What needs to be done: Somewhere below are a line with "#[cfg(test)]" and a later line with "assert_eq!(SubmitCode::NotFound.code(), 9);". Output exactly those lines and all lines between them.

Data to process:

○ ○ ○

//! Submit-result envelope and upstream acknowledgement message.
//!
//! Every `submit_*` operation resolves to a [`SubmitResult`]; every upstream
//! command primitive resolves to a [`Message`]. Both share the same numeric
//! code space so an upstream acknowledgement can be forwarded verbatim.

use std::collections::BTreeMap;

use serde::{Deserialize, Serialize};

use crate::types::TaskId;

/// Stable result codes surfaced by the submit API.
#[repr(i32)]
#[derive(Debug, Clone, Copy, PartialEq, Eq, Serialize, Deserialize)]
pub enum SubmitCode {
    /// Generic failure (queue full, upstream error, storage error).
    Failure = 0,
    /// Accepted and dispatched to an idle worker.
    Success = 1,
    /// The prompt hit the banned-word dictionary.
    BannedPrompt = 2,
    /// The request failed preflight validation.
    ValidationError = 4,
    /// No eligible instance / parent task / modal window.
    NotFound = 9,
    /// The task already exists in a waiting state (modal handoff).
    /// **Not terminal** — the task stays live for `submit_modal`.
    Existed = 21,
    /// Accepted and queued behind other work.
    InQueue = 22,
}

impl SubmitCode {
    /// Numeric wire code.
    pub fn code(self) -> i32 {
        self as i32
    }
}

/// Envelope returned by every submit operation.
#[derive(Debug, Clone, Serialize, Deserialize)]
pub struct SubmitResult {
    pub code: SubmitCode,
    pub description: String,
    /// The task id, when a task was created or addressed.
    pub result: Option<TaskId>,
    /// Free-form result properties (`finalPrompt`, `remix`, queue position).
    #[serde(default)]
    pub properties: BTreeMap<String, serde_json::Value>,
}

impl SubmitResult {
    pub fn of(code: SubmitCode, description: impl Into<String>) -> Self {
        Self {
            code,
            description: description.into(),
            result: None,
            properties: BTreeMap::new(),
        }
    }

    /// `SUCCESS` with the created task id.
    pub fn success(task_id: TaskId) -> Self {
        Self::of(SubmitCode::Success, "Submitted").with_result(task_id)
    }

    /// `IN_QUEUE` with the created task id and how many tasks sit ahead.
    pub fn in_queue(task_id: TaskId, ahead: usize) -> Self {
        Self::of(SubmitCode::InQueue, format!("In queue, {ahead} task(s) ahead"))
            .with_result(task_id)
            .with_property("queuePosition", serde_json::json!(ahead))
    }

    pub fn with_result(mut self, task_id: TaskId) -> Self {
        self.result = Some(task_id);
        self
    }

    pub fn with_property(mut self, key: &str, value: serde_json::Value) -> Self {
        self.properties.insert(key.to_string(), value);
        self
    }

    pub fn is_success(&self) -> bool {
        matches!(self.code, SubmitCode::Success | SubmitCode::InQueue)
    }
}

impl From<&crate::CoreError> for SubmitResult {
    fn from(err: &crate::CoreError) -> Self {
        SubmitResult::of(err.submit_code(), err.to_string())
    }
}

/// Acknowledgement returned by an upstream command primitive.
///
/// `code` shares the [`SubmitCode`] space but stays an `i32` because
/// backends may answer with codes outside the stable set.
#[derive(Debug, Clone, PartialEq, Eq, Serialize, Deserialize)]
pub struct Message {
    pub code: i32,
    pub description: String,
}

impl Message {
    pub fn success() -> Self {
        Self {
            code: SubmitCode::Success.code(),
            description: "Success".to_string(),
        }
    }

    pub fn of(code: i32, description: impl Into<String>) -> Self {
        Self {
            code,
            description: description.into(),
        }
    }

    pub fn is_success(&self) -> bool {
        self.code == SubmitCode::Success.code()
    }

    /// Codes that mean "accepted but delayed" — the task stays in progress
    /// and waits for correlated events instead of failing.
    pub fn is_delayed(&self) -> bool {
        self.code == SubmitCode::Existed.code() || self.code == SubmitCode::InQueue.code()
    }
}

#[cfg(test)]
mod tests {
    use super::*;

    #[test]
    fn code_values_are_stable() {
        assert_eq!(SubmitCode::Failure.code(), 0);
        assert_eq!(SubmitCode::Success.code(), 1);
        assert_eq!(SubmitCode::BannedPrompt.code(), 2);
        assert_eq!(SubmitCode::ValidationError.code(), 4);
        assert_eq!(SubmitCode::NotFound.code(), 9);
        assert_eq!(SubmitCode::Existed.code(), 21);
        assert_eq!(SubmitCode::InQueue.code(), 22);
    }

    #[test]
    fn in_queue_records_position() {
        let result = SubmitResult::in_queue("123".to_string(), 2);
        assert_eq!(result.code, SubmitCode::InQueue);
        assert_eq!(result.result.as_deref(), Some("123"));
        assert_eq!(result.properties["queuePosition"], 2);
        assert!(result.is_success());
    }

    #[test]
    fn existed_is_not_success() {
        let result = SubmitResult::of(SubmitCode::Existed, "Waiting for window confirm");
        assert!(!result.is_success());
    }

    #[test]
    fn delayed_message_codes() {
        assert!(Message::of(21, "existed").is_delayed());
        assert!(Message::of(22, "queued").is_delayed());
        assert!(!Message::success().is_delayed());
        assert!(!Message::of(0, "boom").is_delayed());
    }
}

○ ○ ○

Task output:
#[cfg(test)]
mod tests {
    use super::*;

    #[test]
    fn code_values_are_stable() {
        assert_eq!(SubmitCode::Failure.code(), 0);
        assert_eq!(SubmitCode::Success.code(), 1);
        assert_eq!(SubmitCode::BannedPrompt.code(), 2);
        assert_eq!(SubmitCode::ValidationError.code(), 4);
        assert_eq!(SubmitCode::NotFound.code(), 9);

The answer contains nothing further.